> **Exercise details**
Could you set down every record below exactly as it appears?

> **Data records**
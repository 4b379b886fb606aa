use super::{required_id, required_str, required_u64};
use crate::store::OrderBook;
use async_trait::async_trait;
use baton_engine::{OpError, Operation};
use serde_json::{json, Value};
use std::sync::Arc;
use tracing::{debug, info};

/// Creates an order from `[title, pages]` and returns the new order's id.
pub struct CreateOrder {
    book: Arc<OrderBook>,
}

impl CreateOrder {
    pub fn new(book: Arc<OrderBook>) -> Self {
        Self { book }
    }
}

#[async_trait]
impl Operation for CreateOrder {
    fn name(&self) -> &str {
        "create_order"
    }

    async fn call(&self, args: Vec<Value>) -> Result<Value, OpError> {
        let title = required_str(&args, 0)?;
        let pages = required_u64(&args, 1)?;
        debug!(title, pages, "create_order called");

        let order = self.book.create(title.to_string(), pages).await;
        info!(order_id = %order.id, "Order created");
        Ok(json!(order.id))
    }
}

/// Replaces an order's title from `[id, title]` and returns
/// `{ "id", "title" }`.
pub struct UpdateOrder {
    book: Arc<OrderBook>,
}

impl UpdateOrder {
    pub fn new(book: Arc<OrderBook>) -> Self {
        Self { book }
    }
}

#[async_trait]
impl Operation for UpdateOrder {
    fn name(&self) -> &str {
        "update_order"
    }

    async fn call(&self, args: Vec<Value>) -> Result<Value, OpError> {
        let id = required_id(&args, 0)?;
        let title = required_str(&args, 1)?;
        debug!(order_id = %id, title, "update_order called");

        let order = self.book.update_title(id, title.to_string()).await?;
        info!(order_id = %order.id, "Order updated");
        Ok(json!({ "id": order.id, "title": order.title }))
    }
}

/// Takes the order given by `[id]` off the public feed; returns `true`.
pub struct HideOrder {
    book: Arc<OrderBook>,
}

impl HideOrder {
    pub fn new(book: Arc<OrderBook>) -> Self {
        Self { book }
    }
}

#[async_trait]
impl Operation for HideOrder {
    fn name(&self) -> &str {
        "hide_order"
    }

    async fn call(&self, args: Vec<Value>) -> Result<Value, OpError> {
        let id = required_id(&args, 0)?;
        let order = self.book.hide(id).await?;
        info!(order_id = %order.id, "Order hidden");
        Ok(json!(true))
    }
}

/// Deletes the order given by `[id]`; returns `true`.
pub struct DeleteOrder {
    book: Arc<OrderBook>,
}

impl DeleteOrder {
    pub fn new(book: Arc<OrderBook>) -> Self {
        Self { book }
    }
}

#[async_trait]
impl Operation for DeleteOrder {
    fn name(&self) -> &str {
        "delete_order"
    }

    async fn call(&self, args: Vec<Value>) -> Result<Value, OpError> {
        let id = required_id(&args, 0)?;
        let order = self.book.delete(id).await?;
        info!(order_id = %order.id, "Order deleted");
        Ok(json!(true))
    }
}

> **Solution below**
repository 4b379b886fb606aa
use super::{required_id, required_str, required_u64};
use crate::store::OrderBook;
use async_trait::async_trait;
use baton_engine::{OpError, Operation};
use serde_json::{json, Value};
use std::sync::Arc;
use tracing::{debug, info};

/// Creates an order from `[title, pages]` and returns the new order's id.
pub struct CreateOrder {
    book: Arc<OrderBook>,
}

impl CreateOrder {
    pub fn new(book: Arc<OrderBook>) -> Self {
        Self { book }
    }
}

#[async_trait]
impl Operation for CreateOrder {
    fn name(&self) -> &str {
        "create_order"
    }

    async fn call(&self, args: Vec<Value>) -> Result<Value, OpError> {
        let title = required_str(&args, 0)?;
        let pages = required_u64(&args, 1)?;
        debug!(title, pages, "create_order called");

        let order = self.book.create(title.to_string(), pages).await;
        info!(order_id = %order.id, "Order created");
        Ok(json!(order.id))
    }
}

/// Replaces an order's title from `[id, title]` and returns
/// `{ "id", "title" }`.
pub struct UpdateOrder {
    book: Arc<OrderBook>,
}

impl UpdateOrder {
    pub fn new(book: Arc<OrderBook>) -> Self {
        Self { book }
    }
}

#[async_trait]
impl Operation for UpdateOrder {
    fn name(&self) -> &str {
        "update_order"
    }

    async fn call(&self, args: Vec<Value>) -> Result<Value, OpError> {
        let id = required_id(&args, 0)?;
        let title = required_str(&args, 1)?;
        debug!(order_id = %id, title, "update_order called");

        let order = self.book.update_title(id, title.to_string()).await?;
        info!(order_id = %order.id, "Order updated");
        Ok(json!({ "id": order.id, "title": order.title }))
    }
}

/// Takes the order given by `[id]` off the public feed; returns `true`.
pub struct HideOrder {
    book: Arc<OrderBook>,
}

impl HideOrder {
    pub fn new(book: Arc<OrderBook>) -> Self {
        Self { book }
    }
}

#[async_trait]
impl Operation for HideOrder {
    fn name(&self) -> &str {
        "hide_order"
    }

    async fn call(&self, args: Vec<Value>) -> Result<Value, OpError> {
        let id = required_id(&args, 0)?;
        let order = self.book.hide(id).await?;
        info!(order_id = %order.id, "Order hidden");
        Ok(json!(true))
    }
}

/// Deletes the order given by `[id]`; returns `true`.
pub struct DeleteOrder {
    book: Arc<OrderBook>,
}

impl DeleteOrder {
    pub fn new(book: Arc<OrderBook>) -> Self {
        Self { book }
    }
}

#[async_trait]
impl Operation for DeleteOrder {
    fn name(&self) -> &str {
        "delete_order"
    }

    async fn call(&self, args: Vec<Value>) -> Result<Value, OpError> {
        let id = required_id(&args, 0)?;
        let order = self.book.delete(id).await?;
        info!(order_id = %order.id, "Order deleted");
        Ok(json!(true))
    }
}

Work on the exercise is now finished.